June 29, 2009 Posted by uhles | Uncategorized | | No Comments Yet

The Manly Smoke

When I walked through the door of the premium tobacco “industry”, I was made aware under no uncertain terms that I had entered a “man’s, man’s world”.  [James Brown may have had a point…]   But what, exactly, does that mean to the male smoker?  Established alongside the industry itself, the gender roles of the smoking man seem stubbornly imbedded in the very definition of a tobacco purveyor.

 

The cigar smoking man.  He is usually portrayed as a suave and debonair part of society, a James Bond for the real-world if you will.  Hollywood plays a large role in this association, serving up helping after helping of well dressed, dangerous-yet-successful men blowing smoke rings into the interior of their European sports cars as they race around some city I have yet to experience as they do.  These men are silver tongued with their women, usually just as sleek, fast and European as the cars.  These cigar smokers are tan, buff, well accessorized, dressed to the nines and always smoking the finest of top-dollar cigars.  Tough act to follow, no?

The pipe smoking man.  While a wholly different character for the role of smoking man, the shoes of this industry-designed man are no simpler to fill.  Pipe smoking man is sophisticated:  he has travelled the world, has solved major worldly problems with ease, is an accomplished author/PhD/mathematician, and speaks four languages fluently.  The pipe smoking man also averages 65 years on earth, sports at least a hint of silver or white in his hair, and loves his smoking chair.  This stereotype, while less aggressive, is nonetheless unattainable for 99% of tobacco smoking men.   

The real life male tobacco smokers are too varied to label.  They are anywhere from 18 to 88 years old.   Students, factory workers, professionals, artists, and the unknown all find pleasure in a carefully blended pipe tobacco or a hand rolled cigar.  Sometimes it is the pipe smoker with the silver tongue and the cigar smoker with the PhD.  Oftentimes you simply can’t tell, when popping into our lounge, just who is who. 

When it comes down to it, smoking man is simply that.  A man, tobacco in hand, creating a small cloud of enjoyment in his midst.

–Miss T

Want more?  Check out the “other perspective”, the female-smoker stereotype at www.myspace.com/uhletobacco (where you can find this blog’s original author)

June 17, 2009 Posted by uhles | Uncategorized | , , , , | No Comments Yet

The Pipe Bit: Tony Montana: Goodnight to the Good Guy

 

“You never know, that dishwasher may be a beholder.”

–Rick Ross, “Push It”

By Chris Rentner

     Antonio Montana–Tony to all–will be retiring from Uhle’s at the end of this week.

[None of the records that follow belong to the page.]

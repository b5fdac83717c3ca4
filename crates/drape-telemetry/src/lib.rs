//! # drape-telemetry
//!
//! Event bus for simulation telemetry. Emits structured events
//! (tick timing, collision binning, buffer growth, resets) that are
//! consumed by pluggable sinks (in-memory, `tracing`).

pub mod bus;
pub mod events;
pub mod sinks;

pub use bus::EventBus;
pub use events::{EventKind, SimulationEvent};
pub use sinks::{EventSink, TracingSink, VecSink};
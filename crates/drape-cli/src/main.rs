//! Drape command-line driver.

use clap::{Parser, Subcommand};
use tracing::Level;
use tracing_subscriber::FmtSubscriber;

mod commands;

#[derive(Parser)]
#[command(name = "drape")]
#[command(version, about = "Position-based garment simulation")]
struct Cli {
    /// Logging verbosity level (trace, debug, info, warn, error).
    #[arg(short, long, default_value = "info", global = true)]
    log_level: String,

    #[command(subcommand)]
    command: Commands,
}

#[derive(Subcommand)]
enum Commands {
    /// Run a simulation from a config file.
    Simulate {
        /// Path to run config (TOML).
        #[arg(short, long, default_value = "run.toml")]
        config: String,

        /// Write the final garment state to this snapshot file.
        #[arg(short, long)]
        snapshot: Option<String>,
    },

    /// Run benchmark suite.
    Benchmark {
        /// Which scenario to run (hanging_sheet, sphere_drape, all).
        #[arg(short, long, default_value = "all")]
        scenario: String,

        /// Output CSV file path.
        #[arg(short, long)]
        output: Option<String>,
    },

    /// Inspect a state snapshot file.
    Inspect {
        /// Path to snapshot file.
        path: String,
    },

    /// Validate a run config (.toml) or mesh (.json).
    Validate {
        /// Path to mesh or config file.
        path: String,
    },

    /// Dump the active collision voxels after one tick as JSON line segments.
    Voxels {
        /// Scenario with a collision body.
        #[arg(short, long, default_value = "sphere_drape")]
        scenario: String,

        /// Output JSON file path.
        #[arg(short, long, default_value = "voxels.json")]
        output: String,
    },
}

fn main() {
    let cli = Cli::parse();

    let log_level = match cli.log_level.to_lowercase().as_str() {
        "trace" => Level::TRACE,
        "debug" => Level::DEBUG,
        "warn" => Level::WARN,
        "error" => Level::ERROR,
        _ => Level::INFO,
    };
    let subscriber = FmtSubscriber::builder()
        .with_max_level(log_level)
        .with_target(false)
        .finish();
    if let Err(e) = tracing::subscriber::set_global_default(subscriber) {
        eprintln!("Warning: could not install logger: {e}");
    }

    let result = match cli.command {
        Commands::Simulate { config, snapshot } => commands::simulate(&config, snapshot.as_deref()),
        Commands::Benchmark { scenario, output } => commands::benchmark(&scenario, output.as_deref()),
        Commands::Inspect { path } => commands::inspect(&path),
        Commands::Validate { path } => commands::validate(&path),
        Commands::Voxels { scenario, output } => commands::voxels(&scenario, &output),
    };

    if let Err(e) = result {
        eprintln!("Error: {e}");
        std::process::exit(1);
    }
}
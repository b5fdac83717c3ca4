//! Scene transforms and world → garment-local rescaling.
//!
//! The simulation runs in the garment's local space. Lengths supplied in
//! world units are divided by the average of the garment's axis scales so
//! behavior does not depend on how the garment is scaled in the scene.

use glam::{Mat4, Quat, Vec3};
use serde::{Deserialize, Serialize};

/// Translation + rotation without scale (a root bone pose).
#[derive(Debug, Clone, Copy, PartialEq, Serialize, Deserialize)]
pub struct RigidTransform {
    pub translation: Vec3,
    pub rotation: Quat,
}

impl RigidTransform {
    pub const IDENTITY: Self = Self {
        translation: Vec3::ZERO,
        rotation: Quat::IDENTITY,
    };

    pub fn new(translation: Vec3, rotation: Quat) -> Self {
        Self { translation, rotation }
    }

    /// `TRS(translation, rotation, 1)`.
    pub fn to_matrix(&self) -> Mat4 {
        Mat4::from_rotation_translation(self.rotation, self.translation)
    }
}

impl Default for RigidTransform {
    fn default() -> Self {
        Self::IDENTITY
    }
}

/// Per-axis scale encoded in an affine matrix.
pub fn axis_scale(matrix: &Mat4) -> Vec3 {
    Vec3::new(
        matrix.x_axis.truncate().length(),
        matrix.y_axis.truncate().length(),
        matrix.z_axis.truncate().length(),
    )
}

/// Mean of the three axis scales.
pub fn average_axis_scale(matrix: &Mat4) -> f32 {
    let s = axis_scale(matrix);
    (s.x + s.y + s.z) / 3.0
}

/// Converts a world-space length into garment-local units.
#[inline]
pub fn world_length_to_local(length: f32, garment_to_world: &Mat4) -> f32 {
    let scale = average_axis_scale(garment_to_world);
    if scale > 0.0 {
        length / scale
    } else {
        length
    }
}

/// Converts a world-space direction (e.g. gravity) into garment-local space.
#[inline]
pub fn world_vector_to_local(vector: Vec3, garment_to_world: &Mat4) -> Vec3 {
    garment_to_world.inverse().transform_vector3(vector)
}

In his 29 years of work here, he has done it all–the store, the warehouse, shipping and receiving, tobacco blending, even some bookkeeping. In everything, his diligence came through–we could all depend on Tony Montana.

     A Cuban native, Tony first came to Milwaukee in 1980. He was part of the Mariel Harbor boatlift, though he rarely talks about his younger life–he had, as all of us do to some extent, a reckless youth, and put it behind him. Through a friend of his he came to Milwaukee from Miami, even though “I had other paths open and things, you know. But I just wanted to try something new in the land of opportunity.”

     When Tony first started at Uhle’s, the country was in a recession, as it is now. His outlook, though, never wavered: “You work hard, you earn it. Though I have to say the bankers had better interest rates back then,” he said with a chuckle. And he remains optimistic about the current rough economy: “Just keep at it, keep moving product. You don’t have to break your back, but you got to stay loyal–to your suppliers, and especially your customers.”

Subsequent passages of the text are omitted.